Nonetheless, because the magnitude of these savings for DIRECTV will depend upon
a number of factors, including negotiations between the companies over the
allocation of operating costs, I have not included any component of these
savings in my estimate of overall cost savings.

         14. In total, I believe that the savings associated with lowering
Hughes' overhead costs and increasing operating efficiencies will have an
operating impact of approximately $65 million to $135 million a year after one
to three years. Certain efficiencies will take somewhat longer to realize than
others and the value of these increased operating efficiencies should increase
from the first year after the Transaction through the end of the third year.

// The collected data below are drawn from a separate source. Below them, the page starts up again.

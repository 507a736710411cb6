//! WAL retention.
//!
//! The keep-set is computed in full from the retained backups and the
//! timeline histories before a single file is touched. Everything the
//! keep-set does not cover (history files excepted) is removed, in parallel.

use crate::catalog::backup::{Backup, BackupId};
use crate::catalog::InstanceCatalog;
use crate::utils::errors::{CatalogError, Result};
use crate::wal::lsn::Lsn;
use crate::wal::segment::{SegmentNo, WalArchive, WalFile, WalFileKind, WalSegmentId};
use crate::wal::timeline::{TimelineId, TimelineInconsistency, TimelineMap};
use futures_util::stream::{self, StreamExt};
use serde::Serialize;
use std::collections::BTreeMap;
use tracing::{debug, error, info, warn};

/// Inclusive range of segment numbers; `end: None` is open-ended.
#[derive(Debug, Clone, Copy, PartialEq, Eq, Serialize)]
pub struct SegmentRange {
    pub start: SegmentNo,
    pub end: Option<SegmentNo>,
}

impl SegmentRange {
    pub fn starting_at(start: SegmentNo) -> Self {
        Self { start, end: None }
    }

    pub fn between(start: SegmentNo, end: SegmentNo) -> Self {
        Self {
            start: start.min(end),
            end: Some(start.max(end)),
        }
    }

    pub fn contains(&self, segno: SegmentNo) -> bool {
        segno >= self.start && self.end.map_or(true, |end| segno <= end)
    }
}

/// Segments that must survive pruning.
#[derive(Debug, Clone, Default, Serialize)]
pub struct KeepSet {
    ranges: BTreeMap<TimelineId, Vec<SegmentRange>>,
    /// Set when a timeline could not be resolved: every segment at or below
    /// it is kept on every timeline.
    floor: Option<SegmentNo>,
}

impl KeepSet {
    pub fn keep(&mut self, timeline: TimelineId, range: SegmentRange) {
        self.ranges.entry(timeline).or_default().push(range);
    }

    pub fn keep_up_to(&mut self, segno: SegmentNo) {
        self.floor = Some(self.floor.map_or(segno, |floor| floor.max(segno)));
    }

    pub fn contains(&self, segment: WalSegmentId) -> bool {
        if self.floor.is_some_and(|floor| segment.segno <= floor) {
            return true;
        }
        self.ranges
            .get(&segment.timeline)
            .is_some_and(|ranges| ranges.iter().any(|r| r.contains(segment.segno)))
    }

    pub fn ranges(&self, timeline: TimelineId) -> &[SegmentRange] {
        self.ranges.get(&timeline).map(Vec::as_slice).unwrap_or(&[])
    }

    pub fn floor(&self) -> Option<SegmentNo> {
        self.floor
    }

    pub fn is_empty(&self) -> bool {
        self.ranges.is_empty() && self.floor.is_none()
    }
}

/// Resolve the WAL every retained backup still needs.
///
/// Each backup keeps its own timeline from its start segment on. If some
/// retained backup on an ancestor timeline started before the point where
/// history branched toward this backup, the WAL connecting the two is kept
/// as well, across every branch in between. CORRUPT stand-ins have no WAL
/// position and keep nothing.
pub fn compute_keep_set(
    backups: &[Backup],
    timelines: &TimelineMap,
    segment_size: u64,
) -> (KeepSet, Vec<TimelineInconsistency>) {
    let positions: Vec<(BackupId, TimelineId, Lsn)> = backups
        .iter()
        .filter_map(|b| b.wal_start().map(|(tli, lsn)| (b.id, tli, lsn)))
        .collect();
    let seg = |lsn: Lsn| lsn.segment_no(segment_size);

    let mut keep = KeepSet::default();
    let mut inconsistencies = Vec::new();

    for &(id, timeline, start) in &positions {
        keep.keep(timeline, SegmentRange::starting_at(seg(start)));

        let chain = match timelines.ancestry(timeline) {
            Ok(chain) => chain,
            Err(mut inconsistency) => {
                inconsistency.backup = Some(id);
                warn!(backup_id = %id, "{}; keeping all WAL up to {}", inconsistency, start);
                keep.keep_up_to(seg(start));
                inconsistencies.push(inconsistency);
                continue;
            }
        };

        for (level, branch) in chain.iter().enumerate() {
            let anchor = positions
                .iter()
                .filter(|(_, tli, lsn)| *tli == branch.parent && *lsn <= branch.switchpoint)
                .map(|&(_, _, lsn)| lsn)
                .max();
            let Some(anchor) = anchor else {
                continue;
            };

            keep.keep(timeline, SegmentRange::starting_at(seg(chain[0].switchpoint)));
            for i in 1..=level {
                keep.keep(
                    chain[i].timeline,
                    SegmentRange::between(seg(chain[i].switchpoint), seg(chain[i - 1].switchpoint)),
                );
            }
            keep.keep(branch.parent, SegmentRange::between(seg(anchor), seg(branch.switchpoint)));

            debug!(
                backup_id = %id,
                timeline,
                anchor_timeline = branch.parent,
                anchor_lsn = %anchor,
                "WAL range anchored on ancestor timeline"
            );
            break;
        }
    }

    (keep, inconsistencies)
}

/// Archive files the keep-set does not cover.
pub fn plan_prune(archive: &WalArchive, keep: &KeepSet) -> Vec<WalFile> {
    archive
        .files
        .iter()
        .filter(|file| file.kind != WalFileKind::History)
        .filter(|file| file.segment().is_some_and(|segment| !keep.contains(segment)))
        .cloned()
        .collect()
}

#[derive(Debug, Clone)]
pub struct PruneOptions {
    pub dry_run: bool,
    pub parallelism: usize,
}

impl Default for PruneOptions {
    fn default() -> Self {
        Self {
            dry_run: false,
            parallelism: 4,
        }
    }
}

#[derive(Debug, Clone, Serialize)]
pub struct FailedRemoval {
    pub name: String,
    pub error: String,
}

/// Outcome of one pruning pass.
///
/// `min_removed` and `max_removed` name the lowest and highest segments
/// removed (or, for a dry run, that would be removed). Both are `None` when
/// nothing was eligible.
#[derive(Debug, Clone, Default, Serialize)]
pub struct PruneReport {
    pub dry_run: bool,
    /// Segment files, including partial ones.
    pub removed: usize,
    pub markers_removed: usize,
    pub min_removed: Option<String>,
    pub max_removed: Option<String>,
    pub failed: Vec<FailedRemoval>,
    pub inconsistencies: Vec<TimelineInconsistency>,
}

impl PruneReport {
    /// Timeline inconsistencies only make pruning more conservative and do
    /// not count as failures.
    pub fn is_success(&self) -> bool {
        self.failed.is_empty()
    }

    pub fn nothing_removed(&self) -> bool {
        self.removed == 0 && self.markers_removed == 0
    }

    fn tally<'a>(&mut self, files: impl IntoIterator<Item = &'a WalFile>, segment_size: u64) {
        let mut min: Option<WalSegmentId> = None;
        let mut max: Option<WalSegmentId> = None;

        for file in files {
            match file.kind {
                WalFileKind::BackupMarker => self.markers_removed += 1,
                WalFileKind::Segment | WalFileKind::Partial => {
                    self.removed += 1;
                    if let Some(segment) = file.segment() {
                        min = Some(min.map_or(segment, |m| m.min(segment)));
                        max = Some(max.map_or(segment, |m| m.max(segment)));
                    }
                }
                WalFileKind::History => {}
            }
        }

        self.min_removed = min.map(|s| s.file_name(segment_size));
        self.max_removed = max.map(|s| s.file_name(segment_size));
    }
}

/// Remove every archive file no retained backup needs.
///
/// `backups` is the retained set, normally a fresh listing of the instance.
pub async fn prune(
    instance: &InstanceCatalog,
    backups: &[Backup],
    options: &PruneOptions,
) -> Result<PruneReport> {
    let listing = instance.clone();
    let (archive, timelines) = tokio::task::spawn_blocking(move || -> Result<_> {
        let archive = listing.list_wal_files()?;
        let timelines = listing.timelines(&archive)?;
        Ok((archive, timelines))
    })
    .await??;

    let segment_size = archive.segment_size;
    let (keep, inconsistencies) = compute_keep_set(backups, &timelines, segment_size);
    let candidates = plan_prune(&archive, &keep);

    debug!(
        instance = %instance.name(),
        retained = backups.len(),
        archived = archive.files.len(),
        candidates = candidates.len(),
        "WAL keep-set resolved"
    );

    let mut report = PruneReport {
        dry_run: options.dry_run,
        inconsistencies,
        ..Default::default()
    };

    if options.dry_run {
        report.tally(&candidates, segment_size);
        log_summary(instance, &report);
        return Ok(report);
    }

    let results: Vec<(WalFile, Result<()>)> = stream::iter(candidates)
        .map(|file| {
            let instance = instance.clone();
            async move {
                let target = file.clone();
                let result = tokio::task::spawn_blocking(move || instance.remove_wal_file(&target))
                    .await
                    .map_err(CatalogError::from)
                    .and_then(|removed| removed);
                (file, result)
            }
        })
        .buffer_unordered(options.parallelism.max(1))
        .collect()
        .await;

    let mut removed = Vec::with_capacity(results.len());
    for (file, result) in results {
        match result {
            Ok(()) => removed.push(file),
            Err(e) => {
                error!(instance = %instance.name(), file = %file.name, error = %e, "Failed to remove WAL file");
                report.failed.push(FailedRemoval {
                    name: file.name,
                    error: e.to_string(),
                });
            }
        }
    }

    report.tally(&removed, segment_size);
    log_summary(instance, &report);
    Ok(report)
}

fn log_summary(instance: &InstanceCatalog, report: &PruneReport) {
    match (&report.min_removed, &report.max_removed) {
        (Some(min), Some(max)) => {
            let verb = if report.dry_run { "would remove" } else { "removed" };
            info!(instance = %instance.name(), "{} min WAL segment {}", verb, min);
            info!(instance = %instance.name(), "{} max WAL segment {}", verb, max);
            info!(
                instance = %instance.name(),
                segments = report.removed,
                markers = report.markers_removed,
                dry_run = report.dry_run,
                "WAL pruning finished"
            );
        }
        _ => info!(instance = %instance.name(), "no WAL segments eligible for removal"),
    }
}
use crate::error::AppError;
use crate::state::AppState;
use axum::extract::{Path, Query, State};
use axum::http::StatusCode;
use axum::routing::get;
use axum::{Json, Router};
use backup_catalog::status::{self, BackupStatusRow};
use backup_catalog::{BackupId, BackupStatus, DeleteExecutor, DeleteReport, DeleteRequest};
use serde::Deserialize;
use std::sync::Arc;

pub fn router(_state: Arc<AppState>) -> Router<Arc<AppState>> {
    Router::new()
        .route(
            "/api/instances/{instance}/backups",
            get(list_backups).delete(delete_by_status),
        )
        .route(
            "/api/instances/{instance}/backups/{id}",
            get(get_backup).delete(delete_backup),
        )
}

#[derive(Deserialize)]
pub struct ListQuery {
    pub id: Option<String>,
}

#[derive(Deserialize)]
pub struct DeleteQuery {
    #[serde(default)]
    pub wal: bool,
    #[serde(default)]
    pub dry_run: bool,
}

#[derive(Deserialize)]
pub struct StatusDeleteQuery {
    pub status: Option<String>,
    #[serde(default)]
    pub wal: bool,
    #[serde(default)]
    pub dry_run: bool,
}

fn parse_id(id: &str) -> Result<BackupId, AppError> {
    Ok(id.parse::<BackupId>()?)
}

async fn list_backups(
    State(state): State<Arc<AppState>>,
    Path(instance): Path<String>,
    Query(query): Query<ListQuery>,
) -> Result<Json<Vec<BackupStatusRow>>, AppError> {
    let id = query.id.as_deref().map(parse_id).transpose()?;
    let instance = state.instance(&instance)?;
    let backups = tokio::task::spawn_blocking(move || instance.list_backups())
        .await
        .map_err(|e| anyhow::anyhow!(e))??;
    Ok(Json(status::show(&backups, id)?))
}

async fn get_backup(
    State(state): State<Arc<AppState>>,
    Path((instance, id)): Path<(String, String)>,
) -> Result<Json<BackupStatusRow>, AppError> {
    let id = parse_id(&id)?;
    let instance = state.instance(&instance)?;
    let backup = tokio::task::spawn_blocking(move || instance.load_backup(id))
        .await
        .map_err(|e| anyhow::anyhow!(e))??;
    Ok(Json(BackupStatusRow::from(&backup)))
}

async fn delete_backup(
    State(state): State<Arc<AppState>>,
    Path((instance, id)): Path<(String, String)>,
    Query(query): Query<DeleteQuery>,
) -> Result<(StatusCode, Json<DeleteReport>), AppError> {
    let request = DeleteRequest::backup(parse_id(&id)?)
        .with_wal(query.wal)
        .with_dry_run(query.dry_run);
    run_delete(&state, &instance, request).await
}

async fn delete_by_status(
    State(state): State<Arc<AppState>>,
    Path(instance): Path<String>,
    Query(query): Query<StatusDeleteQuery>,
) -> Result<(StatusCode, Json<DeleteReport>), AppError> {
    let request = match query.status {
        Some(status) => DeleteRequest::status(status.parse::<BackupStatus>()?).with_wal(query.wal),
        None if query.wal => DeleteRequest::wal_only(),
        None => {
            return Err(AppError::BadRequest(
                "either status or wal=true is required".into(),
            ))
        }
    }
    .with_dry_run(query.dry_run);
    run_delete(&state, &instance, request).await
}

/// Run a delete request with the instance claimed for this request.
///
/// An incomplete deletion answers 500 with the full report so the caller
/// sees what was and was not removed.
pub(crate) async fn run_delete(
    state: &AppState,
    instance: &str,
    request: DeleteRequest,
) -> Result<(StatusCode, Json<DeleteReport>), AppError> {
    let catalog = state.instance(instance)?;

    let _op = state.begin_op(instance)?;
    let executor = DeleteExecutor::with_cancel(
        catalog,
        state.config.max_parallel_removals,
        state.shutdown.clone(),
    );
    let report = executor.execute(request).await?;
    let status = if report.is_success() {
        StatusCode::OK
    } else {
        tracing::warn!(instance = %instance, "Delete request did not complete");
        StatusCode::INTERNAL_SERVER_ERROR
    };
    Ok((status, Json(report)))
}
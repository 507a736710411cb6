//! Backup dependency graph.
//!
//! Built fresh from every listing: an arena of records, an index by id and
//! the reverse of the parent links. Status plays no part in the structure.

use crate::catalog::backup::{Backup, BackupId};
use std::collections::{HashMap, HashSet, VecDeque};

#[derive(Debug, Clone, Default)]
pub struct BackupGraph {
    backups: Vec<Backup>,
    index: HashMap<BackupId, usize>,
    children: HashMap<BackupId, Vec<BackupId>>,
    roots: Vec<BackupId>,
}

impl BackupGraph {
    /// Build the graph in a single pass over the listing.
    ///
    /// A backup whose parent is not in the listing is treated as a root so
    /// it stays reachable.
    pub fn build(backups: Vec<Backup>) -> Self {
        let index: HashMap<BackupId, usize> =
            backups.iter().enumerate().map(|(i, b)| (b.id, i)).collect();

        let mut children: HashMap<BackupId, Vec<BackupId>> = HashMap::new();
        let mut roots = Vec::new();
        for backup in &backups {
            match backup.parent_backup_id {
                Some(parent) if parent != backup.id && index.contains_key(&parent) => {
                    children.entry(parent).or_default().push(backup.id);
                }
                _ => roots.push(backup.id),
            }
        }

        Self {
            backups,
            index,
            children,
            roots,
        }
    }

    pub fn get(&self, id: BackupId) -> Option<&Backup> {
        self.index.get(&id).map(|&i| &self.backups[i])
    }

    pub fn contains(&self, id: BackupId) -> bool {
        self.index.contains_key(&id)
    }

    /// Records in listing order.
    pub fn backups(&self) -> &[Backup] {
        &self.backups
    }

    pub fn children(&self, id: BackupId) -> &[BackupId] {
        self.children.get(&id).map(Vec::as_slice).unwrap_or(&[])
    }

    pub fn roots(&self) -> &[BackupId] {
        &self.roots
    }

    /// Every backup reachable from `id` through child links, excluding `id`.
    pub fn descendants(&self, id: BackupId) -> Vec<BackupId> {
        let mut seen = HashSet::from([id]);
        let mut queue = VecDeque::from([id]);
        let mut out = Vec::new();

        while let Some(current) = queue.pop_front() {
            for &child in self.children(current) {
                if seen.insert(child) {
                    out.push(child);
                    queue.push_back(child);
                }
            }
        }
        out
    }

    pub fn len(&self) -> usize {
        self.backups.len()
    }

    pub fn is_empty(&self) -> bool {
        self.backups.is_empty()
    }
}
use crate::error::AppError;
use crate::routes::backups::run_delete;
use crate::state::AppState;
use axum::extract::{Path, Query, State};
use axum::http::StatusCode;
use axum::routing::post;
use axum::{Json, Router};
use backup_catalog::wal::PruneReport;
use backup_catalog::DeleteRequest;
use serde::Deserialize;
use std::sync::Arc;

pub fn router(_state: Arc<AppState>) -> Router<Arc<AppState>> {
    Router::new().route("/api/instances/{instance}/wal/prune", post(prune_wal))
}

#[derive(Deserialize)]
pub struct PruneQuery {
    #[serde(default)]
    pub dry_run: bool,
}

async fn prune_wal(
    State(state): State<Arc<AppState>>,
    Path(instance): Path<String>,
    Query(query): Query<PruneQuery>,
) -> Result<(StatusCode, Json<PruneReport>), AppError> {
    let request = DeleteRequest::wal_only().with_dry_run(query.dry_run);
    let (status, Json(report)) = run_delete(&state, &instance, request).await?;
    let prune = report
        .prune
        .ok_or_else(|| anyhow::anyhow!("WAL-only request produced no prune report"))?;
    Ok((status, Json(prune)))
}
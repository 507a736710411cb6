//! Catalog store.
//!
//! Reads and writes backup metadata and WAL archive listings. No policy lives
//! here: the graph, planner and pruner decide, the catalog only executes.
//!
//! Layout under the catalog root:
//!
//! ```text
//! backups/<instance>/instance.toml
//! backups/<instance>/catalog.pid
//! backups/<instance>/<backup-id>/backup.control
//! backups/<instance>/<backup-id>/database/...
//! wal/<instance>/<segment files, .backup markers, .history files>
//! ```

pub mod backup;
pub mod lock;

use crate::fs::remove::{remove_contents, remove_file_if_exists, RemovalStats};
use crate::utils::errors::{CatalogError, Result};
use crate::wal::segment::{validate_segment_size, WalArchive, WalFile, DEFAULT_SEGMENT_SIZE};
use crate::wal::timeline::TimelineMap;
use backup::{Backup, BackupControl, BackupId, BackupStatus};
use chrono::{DateTime, Utc};
use lock::CatalogLock;
use serde::{Deserialize, Serialize};
use std::fs;
use std::io::{ErrorKind, Write};
use std::path::{Path, PathBuf};
use tracing::{debug, info, warn};

pub const BACKUPS_DIR: &str = "backups";
pub const WAL_DIR: &str = "wal";
pub const CONTROL_FILE: &str = "backup.control";
pub const DATA_DIR: &str = "database";
pub const INSTANCE_CONFIG_FILE: &str = "instance.toml";
pub const LOCK_FILE: &str = "catalog.pid";

/// Per-instance settings stored in `instance.toml`.
#[derive(Debug, Clone, PartialEq, Eq, Serialize, Deserialize)]
#[serde(rename_all = "kebab-case")]
pub struct InstanceConfig {
    /// WAL segment size in bytes
    #[serde(default = "default_segment_size")]
    pub wal_segment_size: u64,
}

fn default_segment_size() -> u64 {
    DEFAULT_SEGMENT_SIZE
}

impl Default for InstanceConfig {
    fn default() -> Self {
        Self {
            wal_segment_size: default_segment_size(),
        }
    }
}

/// A catalog root holding any number of instances.
#[derive(Debug, Clone)]
pub struct Catalog {
    root: PathBuf,
}

impl Catalog {
    /// Create the catalog directories (idempotent).
    pub fn init(root: &Path) -> Result<Self> {
        fs::create_dir_all(root.join(BACKUPS_DIR))?;
        fs::create_dir_all(root.join(WAL_DIR))?;
        info!(root = %root.display(), "Catalog initialized");
        Ok(Self {
            root: root.to_path_buf(),
        })
    }

    /// Open an existing catalog.
    pub fn open(root: &Path) -> Result<Self> {
        if !root.join(BACKUPS_DIR).is_dir() {
            return Err(CatalogError::Config(format!(
                "{} is not a backup catalog (missing '{}' directory)",
                root.display(),
                BACKUPS_DIR
            )));
        }
        Ok(Self {
            root: root.to_path_buf(),
        })
    }

    pub fn add_instance(&self, name: &str, config: InstanceConfig) -> Result<InstanceCatalog> {
        validate_instance_name(name)?;
        validate_segment_size(config.wal_segment_size)?;

        let backups_dir = self.root.join(BACKUPS_DIR).join(name);
        if backups_dir.exists() {
            return Err(CatalogError::Config(format!("instance '{}' already exists", name)));
        }
        fs::create_dir_all(&backups_dir)?;
        fs::create_dir_all(self.root.join(WAL_DIR).join(name))?;
        write_atomically(
            &backups_dir.join(INSTANCE_CONFIG_FILE),
            toml::to_string(&config)?.as_bytes(),
        )?;

        info!(instance = %name, segment_size = config.wal_segment_size, "Instance added");
        self.instance(name)
    }

    pub fn instance(&self, name: &str) -> Result<InstanceCatalog> {
        validate_instance_name(name)?;
        let backups_dir = self.root.join(BACKUPS_DIR).join(name);
        if !backups_dir.is_dir() {
            return Err(CatalogError::InstanceNotFound(name.to_string()));
        }

        let config = match fs::read_to_string(backups_dir.join(INSTANCE_CONFIG_FILE)) {
            Ok(content) => toml::from_str::<InstanceConfig>(&content)?,
            Err(e) if e.kind() == ErrorKind::NotFound => InstanceConfig::default(),
            Err(e) => return Err(e.into()),
        };
        validate_segment_size(config.wal_segment_size)?;

        Ok(InstanceCatalog {
            name: name.to_string(),
            wal_dir: self.root.join(WAL_DIR).join(name),
            backups_dir,
            config,
            #[cfg(test)]
            failing_removals: Vec::new(),
        })
    }

    pub fn list_instances(&self) -> Result<Vec<String>> {
        let mut names = Vec::new();
        for entry in fs::read_dir(self.root.join(BACKUPS_DIR))? {
            let entry = entry?;
            if entry.file_type()?.is_dir() {
                if let Some(name) = entry.file_name().to_str() {
                    names.push(name.to_string());
                }
            }
        }
        names.sort();
        Ok(names)
    }
}
//! Utility modules for the backup catalog.

pub mod errors;
pub mod logger;

pub use errors::{CatalogError, Result};
use axum::http::StatusCode;
use axum::response::{IntoResponse, Response};
use axum::Json;
use backup_catalog::CatalogError;
use serde_json::json;

#[derive(thiserror::Error, Debug)]
pub enum AppError {
    #[error("{0}")]
    NotFound(String),

    #[error("{0}")]
    BadRequest(String),

    #[error("{0}")]
    Conflict(String),

    #[error(transparent)]
    Internal(#[from] anyhow::Error),
}

impl From<CatalogError> for AppError {
    fn from(e: CatalogError) -> Self {
        match e {
            CatalogError::NotFound(_) | CatalogError::InstanceNotFound(_) => {
                AppError::NotFound(e.to_string())
            }
            CatalogError::InUse(_) => AppError::Conflict(e.to_string()),
            CatalogError::InvalidBackupId(_)
            | CatalogError::InvalidLsn(_)
            | CatalogError::InvalidValue(_) => AppError::BadRequest(e.to_string()),
            other => AppError::Internal(other.into()),
        }
    }
}

impl IntoResponse for AppError {
    fn into_response(self) -> Response {
        let (status, msg) = match &self {
            AppError::NotFound(m) => (StatusCode::NOT_FOUND, m.clone()),
            AppError::BadRequest(m) => (StatusCode::BAD_REQUEST, m.clone()),
            AppError::Conflict(m) => (StatusCode::CONFLICT, m.clone()),
            AppError::Internal(e) => {
                tracing::error!("Internal error: {e:#}");
                (StatusCode::INTERNAL_SERVER_ERROR, "Internal server error".into())
            }
        };
        (status, Json(json!({ "error": msg }))).into_response()
    }
}
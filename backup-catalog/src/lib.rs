//! Backup Catalog Library
//!
//! Tracks full and incremental backup chains per database instance, deletes
//! backups together with every dependent descendant, and reclaims archived
//! WAL segments that no retained backup can still use.

pub mod catalog;
pub mod config;
pub mod executor;
pub mod fs;
pub mod graph;
pub mod planner;
pub mod status;
pub mod utils;
pub mod wal;

#[cfg(test)]
pub(crate) mod testing;

// Re-export commonly used types
pub use catalog::backup::{Backup, BackupId, BackupMode, BackupStatus};
pub use catalog::{Catalog, InstanceCatalog, InstanceConfig};
pub use config::Config;
pub use executor::{DeleteExecutor, DeleteReport, DeleteRequest, DeleteTarget};
pub use utils::errors::CatalogError;
pub type Result<T> = std::result::Result<T, CatalogError>;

             5.   B.   The Benefits of Customer Satisfaction
             ($450 to $525 Million Annually)

         15. A number of the items discussed herein will enhance the consumer's
video entertainment experience and overall level of satisfaction with the
DIRECTV service. Simply put, the more compelling the video product, the more
likely it is to attract a new subscriber and the less likely an existing
subscriber is to discontinue the service. Thus, increasing customer satisfaction
through innovation will have the twin benefits of driving incremental subscriber
growth while reducing subscriber "churn," as discussed below.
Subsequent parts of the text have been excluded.